» Description of the task: Write out the lines of the records from the one containing "let headers = response.headers_mut();" to the very last, keeping each exactly as it is.

» Given data:
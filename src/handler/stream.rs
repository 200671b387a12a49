//! Serves the HLS tree of a playback session: master and media playlists,
//! transport-stream segments and WebVTT subtitles.

use std::{path::PathBuf, sync::Arc, time::Duration};

use axum::{
    Router,
    extract::{Path, Request, State},
    http::{
        HeaderValue, Method, StatusCode,
        header::{CACHE_CONTROL, CONTENT_TYPE},
    },
    response::{IntoResponse, Response},
    routing::any,
};
use ffmpeg_hls::{job::COPY, output::PLAYLIST_NAME};
use moka::future::Cache;
use tokio_util::sync::CancellationToken;
use tower_http::{
    cors::{Any, CorsLayer},
    services::ServeFile,
};
use uuid::Uuid;

use crate::{
    config::PlaylistWait,
    error::PlaybackError,
    handler::ApiResult,
    playback::{
        decision::audio_rendition_codec,
        manifest::{
            AUDIO_DIR, AudioVariant, SUBTITLE_DIR, SubtitleVariant, audio_segment_path,
            display_name, generate_master_playlist, profile_variants_from_decision,
            read_audio_playlist, read_media_playlist, segment_path, subtitle_path,
        },
        session::{AudioTrackInfo, Session, SessionManager},
    },
};

pub const PLAYLIST_CONTENT_TYPE: &str = "application/vnd.apple.mpegurl";
pub const SEGMENT_CONTENT_TYPE: &str = "video/mp2t";
pub const SUBTITLE_CONTENT_TYPE: &str = "text/vtt";

const MASTER_PLAYLIST: &str = "master.m3u8";
const PLAYLIST_CACHE_CONTROL: &str = "no-cache";
const SEGMENT_CACHE_CONTROL: &str = "public, max-age=31536000, immutable";
const SUBTITLE_CACHE_CONTROL: &str = "public, max-age=3600";

const MASTER_CACHE_CAPACITY: u64 = 1000;
const MASTER_CACHE_TTL: Duration = Duration::from_secs(30 * 60);
const MEDIA_CACHE_CAPACITY: u64 = 5000;
const MEDIA_CACHE_TTL: Duration = Duration::from_secs(2);

pub struct StreamHandler {
    sessions: Arc<SessionManager>,
    masters: Cache<Uuid, String>,
    media: Cache<String, String>,
    wait: PlaylistWait,
    cancel: CancellationToken,
}

impl StreamHandler {
    pub fn new(sessions: Arc<SessionManager>, wait: PlaylistWait, cancel: CancellationToken) -> Self {
        Self {
            sessions,
            masters: Cache::builder()
                .max_capacity(MASTER_CACHE_CAPACITY)
                .time_to_live(MASTER_CACHE_TTL)
                .build(),
            media: Cache::builder()
                .max_capacity(MEDIA_CACHE_CAPACITY)
                .time_to_live(MEDIA_CACHE_TTL)
                .build(),
            wait,
            cancel,
        }
    }

    async fn dispatch(&self, path: &str, request: Request) -> ApiResult<Response> {
        let Some((id, rest)) = path.split_once('/') else {
            return Err(PlaybackError::NotFound(path.to_string()).into());
        };
        let id = Uuid::parse_str(id)?;
        let session = self
            .sessions
            .get(&id)
            .await
            .ok_or(PlaybackError::SessionNotFound(id))?;

        let sessions = Arc::clone(&self.sessions);
        tokio::spawn(async move {
            sessions.touch(id).await;
        });

        if rest == MASTER_PLAYLIST {
            let playlist = self
                .masters
                .get_with(id, async { build_master_playlist(&session) })
                .await;
            return Ok(playlist_response(playlist));
        }

        if let Some(name) = rest.strip_prefix(SUBTITLE_DIR).and_then(|r| r.strip_prefix('/')) {
            let track = name
                .strip_suffix(".vtt")
                .and_then(|n| n.parse::<usize>().ok())
                .ok_or_else(|| PlaybackError::NotFound(rest.to_string()))?;
            let path = subtitle_path(&session.segment_dir, track);
            return serve_file(path, request, SUBTITLE_CONTENT_TYPE, SUBTITLE_CACHE_CONTROL).await;
        }

        if let Some(rendition) = rest.strip_prefix(AUDIO_DIR).and_then(|r| r.strip_prefix('/')) {
            let (track, file) = rendition
                .split_once('/')
                .and_then(|(t, f)| Some((t.parse::<usize>().ok()?, f)))
                .ok_or_else(|| PlaybackError::NotFound(rest.to_string()))?;
            if file == PLAYLIST_NAME {
                let key = format!("{}:{}/{}", id, AUDIO_DIR, track);
                if let Some(playlist) = self.media.get(&key).await {
                    return Ok(playlist_response(playlist));
                }
                let playlist =
                    read_audio_playlist(&session.segment_dir, track, self.wait, &self.cancel)
                        .await?;
                self.media.insert(key, playlist.clone()).await;
                return Ok(playlist_response(playlist));
            }
            if file.ends_with(".ts") {
                let path = audio_segment_path(&session.segment_dir, track, file)?;
                return serve_file(path, request, SEGMENT_CONTENT_TYPE, SEGMENT_CACHE_CONTROL)
                    .await;
            }
            return Err(PlaybackError::NotFound(rest.to_string()).into());
        }

        if let Some(profile) = rest
            .strip_suffix(PLAYLIST_NAME)
            .and_then(|r| r.strip_suffix('/'))
        {
            let key = format!("{}:{}", id, profile);
            if let Some(playlist) = self.media.get(&key).await {
                return Ok(playlist_response(playlist));
            }
            let playlist =
                read_media_playlist(&session.segment_dir, profile, self.wait, &self.cancel).await?;
            self.media.insert(key, playlist.clone()).await;
            return Ok(playlist_response(playlist));
        }

        if let Some((profile, file)) = rest.split_once('/') {
            if file.ends_with(".ts") {
                let path = segment_path(&session.segment_dir, profile, file)?;
                return serve_file(path, request, SEGMENT_CONTENT_TYPE, SEGMENT_CACHE_CONTROL)
                    .await;
            }
        }

        Err(PlaybackError::NotFound(rest.to_string()).into())
    }
}

pub fn stream_router(handler: Arc<StreamHandler>) -> Router {
    Router::new()
        .route("/{*path}", any(serve_stream))
        .with_state(handler)
        .layer(
            CorsLayer::new()
                .allow_origin(Any)
                .allow_methods([Method::GET]),
        )
}

async fn serve_stream(
    State(handler): State<Arc<StreamHandler>>,
    Path(path): Path<String>,
    request: Request,
) -> Response {
    if request.method() != Method::GET {
        return StatusCode::METHOD_NOT_ALLOWED.into_response();
    }
    match handler.dispatch(&path, request).await {
        Ok(response) => response,
        Err(e) => e.into_response(),
    }
}

/// Codec and bitrate the client actually receives for an audio rendition.
fn effective_audio(track: &AudioTrackInfo) -> (String, u32) {
    match audio_rendition_codec(&track.codec) {
        (COPY, _) => (track.codec.clone(), track.bitrate_kbps),
        (codec, bitrate) => (codec.to_string(), bitrate),
    }
}

pub fn build_master_playlist(session: &Session) -> String {
    let decision = &session.decision;
    let audio_kbps = session
        .default_audio_track()
        .map(|t| effective_audio(t).1)
        .unwrap_or(0);
    let profiles = profile_variants_from_decision(
        &decision.profiles,
        &decision.source_video_codec,
        decision.source_bitrate_kbps,
        audio_kbps,
    );
    let audio: Vec<AudioVariant> = session
        .audio_tracks
        .iter()
        .map(|t| AudioVariant {
            index: t.index,
            name: display_name(&t.title, &t.language, t.index),
            language: t.language.clone(),
            channels: t.channels,
            is_default: t.is_default,
            codec: effective_audio(t).0,
        })
        .collect();
    let subtitles: Vec<SubtitleVariant> = session
        .subtitle_tracks
        .iter()
        .map(|t| SubtitleVariant {
            index: t.index,
            name: display_name(&t.title, &t.language, t.index),
            language: t.language.clone(),
            is_default: t.is_default,
        })
        .collect();
    generate_master_playlist(&profiles, &audio, &subtitles)
}

fn playlist_response(playlist: String) -> Response {
    (
        [
            (CONTENT_TYPE, PLAYLIST_CONTENT_TYPE),
            (CACHE_CONTROL, PLAYLIST_CACHE_CONTROL),
        ],
        playlist,
    )
        .into_response()
}

async fn serve_file(
    path: PathBuf,
    request: Request,
    content_type: &'static str,
    cache_control: &'static str,
) -> ApiResult<Response> {
    let mut response = ServeFile::new(&path).try_call(request).await?.into_response();
    if response.status().is_success() {
        let headers = response.headers_mut();
        headers.insert(CONTENT_TYPE, HeaderValue::from_static(content_type));
        headers.insert(CACHE_CONTROL, HeaderValue::from_static(cache_control));
    }
    Ok(response)
}

#[cfg(test)]
#[path = "stream_test.rs"]
mod stream_test;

» Response box:
        let headers = response.headers_mut();
        headers.insert(CONTENT_TYPE, HeaderValue::from_static(content_type));
        headers.insert(CACHE_CONTROL, HeaderValue::from_static(cache_control));
    }
    Ok(response)
}

#[cfg(test)]
#[path = "stream_test.rs"]
mod stream_test;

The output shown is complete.